Records provided:

# # # # #

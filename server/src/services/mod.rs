pub mod delivery;
pub mod feed;
pub mod gate;
pub mod issuer;
pub mod qr;

pub use delivery::{
    DeliveryError, LogTicketMailer, SmtpTicketMailer, TicketEnvelope, TicketMailer,
};
pub use feed::{ChangeKind, RegistrationChange, RegistrationFeed};
pub use gate::{RedemptionGate, RedemptionOutcome};
pub use issuer::{IssueError, RedeliverError, RegistrationIssuer};
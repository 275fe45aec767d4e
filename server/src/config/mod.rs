use std::env;
use std::net::{IpAddr, Ipv4Addr, SocketAddr};
use std::str::FromStr;
use std::time::Duration;

use thiserror::Error;

pub mod cors;
pub mod security;

pub use cors::create_cors_layer;
pub use security::create_security_headers_layer;

const DEFAULT_HOST: IpAddr = IpAddr::V4(Ipv4Addr::UNSPECIFIED);
const DEFAULT_PORT: u16 = 3001;
const DEFAULT_MAX_CONNECTIONS: u32 = 5;
const DEFAULT_STORE_TIMEOUT_MS: u64 = 5_000;
const DEFAULT_APP_URL: &str = "http://localhost:3000";
const DEFAULT_SMTP_PORT: u16 = 587;
const DEFAULT_FROM_NAME: &str = "TicketLelo";
pub(crate) const DEFAULT_ALLOWED_ORIGINS: &str = "http://localhost:3000,http://localhost:5173";

#[derive(Debug, Error)]
pub enum ConfigError {
    #[error("{key} has invalid value '{value}'")]
    Invalid { key: &'static str, value: String },

    #[error("{0} is required when SMTP_HOST is set")]
    MissingSmtp(&'static str),
}

#[derive(Debug, Clone)]
pub struct SmtpConfig {
    pub host: String,
    pub port: u16,
    pub username: String,
    pub password: String,
    pub from_email: String,
    pub from_name: String,
}

#[derive(Debug, Clone)]
pub struct Config {
    /// `None` selects the in-memory store.
    pub database_url: Option<String>,
    pub max_connections: u32,
    pub host: IpAddr,
    pub port: u16,
    pub store_timeout: Duration,
    pub allowed_origins: Vec<String>,
    pub production: bool,
    pub admin_token: Option<String>,
    pub app_url: String,
    pub smtp: Option<SmtpConfig>,
}

impl Config {
    pub fn from_env() -> Result<Self, ConfigError> {
        Self::from_lookup(|key| env::var(key).ok())
    }

    /// Builds the configuration from any key/value source. Blank values count as unset.
    pub fn from_lookup(lookup: impl Fn(&str) -> Option<String>) -> Result<Self, ConfigError> {
        let get = |key: &str| {
            lookup(key)
                .map(|v| v.trim().to_string())
                .filter(|v| !v.is_empty())
        };

        let smtp = match get("SMTP_HOST") {
            None => None,
            Some(host) => Some(SmtpConfig {
                host,
                port: parse_or(get("SMTP_PORT"), "SMTP_PORT", DEFAULT_SMTP_PORT)?,
                username: get("SMTP_USERNAME").ok_or(ConfigError::MissingSmtp("SMTP_USERNAME"))?,
                password: get("SMTP_PASSWORD").ok_or(ConfigError::MissingSmtp("SMTP_PASSWORD"))?,
                from_email: get("SMTP_FROM_EMAIL")
                    .ok_or(ConfigError::MissingSmtp("SMTP_FROM_EMAIL"))?,
                from_name: get("SMTP_FROM_NAME").unwrap_or_else(|| DEFAULT_FROM_NAME.to_string()),
            }),
        };

        let allowed_origins = get("CORS_ALLOWED_ORIGINS")
            .unwrap_or_else(|| DEFAULT_ALLOWED_ORIGINS.to_string())
            .split(',')
            .map(str::trim)
            .filter(|o| !o.is_empty())
            .map(str::to_string)
            .collect();

        Ok(Self {
            database_url: get("DATABASE_URL"),
            max_connections: parse_or(
                get("DATABASE_MAX_CONNECTIONS"),
                "DATABASE_MAX_CONNECTIONS",
                DEFAULT_MAX_CONNECTIONS,
            )?,
            host: parse_or(get("HOST"), "HOST", DEFAULT_HOST)?,
            port: parse_or(get("PORT"), "PORT", DEFAULT_PORT)?,
            store_timeout: Duration::from_millis(parse_or(
                get("STORE_TIMEOUT_MS"),
                "STORE_TIMEOUT_MS",
                DEFAULT_STORE_TIMEOUT_MS,
            )?),
            allowed_origins,
            production: get("RUST_ENV").is_some_and(|v| v.eq_ignore_ascii_case("production")),
            admin_token: get("ADMIN_API_TOKEN"),
            app_url: get("APP_URL").unwrap_or_else(|| DEFAULT_APP_URL.to_string()),
            smtp,
        })
    }

    pub fn bind_addr(&self) -> SocketAddr {
        SocketAddr::new(self.host, self.port)
    }
}

impl Default for Config {
    fn default() -> Self {
        Self {
            database_url: None,
            max_connections: DEFAULT_MAX_CONNECTIONS,
            host: DEFAULT_HOST,
            port: DEFAULT_PORT,
            store_timeout: Duration::from_millis(DEFAULT_STORE_TIMEOUT_MS),
            allowed_origins: DEFAULT_ALLOWED_ORIGINS
                .split(',')
                .map(str::to_string)
                .collect(),
            production: false,
            admin_token: None,
            app_url: DEFAULT_APP_URL.to_string(),
            smtp: None,
        }
    }
}

fn parse_or<T: FromStr>(raw: Option<String>, key: &'static str, default: T) -> Result<T, ConfigError> {
    match raw {
        None => Ok(default),
        Some(value) => value
            .parse()
            .map_err(|_| ConfigError::Invalid { key, value }),
    }
}

#[cfg(test)]
mod tests {
    use super::*;
    use std::collections::HashMap;

    fn config_from(pairs: &[(&str, &str)]) -> Result<Config, ConfigError> {
        let vars: HashMap<String, String> = pairs
            .iter()
            .map(|(k, v)| (k.to_string(), v.to_string()))
            .collect();
        Config::from_lookup(|key| vars.get(key).cloned())
    }

    #[test]
    fn test_defaults() {
        let config = config_from(&[]).unwrap();
        assert!(config.database_url.is_none());
        assert_eq!(config.bind_addr().to_string(), "0.0.0.0:3001");
        assert_eq!(config.store_timeout, Duration::from_secs(5));
        assert_eq!(config.allowed_origins.len(), 2);
        assert!(!config.production);
        assert!(config.smtp.is_none());
    }

    #[test]
    fn test_malformed_number_is_an_error() {
        let err = config_from(&[("PORT", "eighty")]).unwrap_err();
        assert!(matches!(err, ConfigError::Invalid { key: "PORT", .. }));
    }

    #[test]
    fn test_smtp_requires_credentials() {
        let err = config_from(&[("SMTP_HOST", "smtp.example.com")]).unwrap_err();
        assert!(matches!(err, ConfigError::MissingSmtp("SMTP_USERNAME")));

        let config = config_from(&[
            ("SMTP_HOST", "smtp.example.com"),
            ("SMTP_USERNAME", "mailer"),
            ("SMTP_PASSWORD", "secret"),
            ("SMTP_FROM_EMAIL", "tickets@example.com"),
        ])
        .unwrap();
        let smtp = config.smtp.unwrap();
        assert_eq!(smtp.port, 587);
        assert_eq!(smtp.from_name, "TicketLelo");
    }

    #[test]
    fn test_blank_values_are_unset() {
        let config = config_from(&[("DATABASE_URL", "  "), ("RUST_ENV", "Production")]).unwrap();
        assert!(config.database_url.is_none());
        assert!(config.production);
    }
}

# # # # #

Work instruction: Wherever the string "TicketLelo" appears in the listing above, show the whole line.

Final answer:
const DEFAULT_FROM_NAME: &str = "TicketLelo";
        assert_eq!(smtp.from_name, "TicketLelo");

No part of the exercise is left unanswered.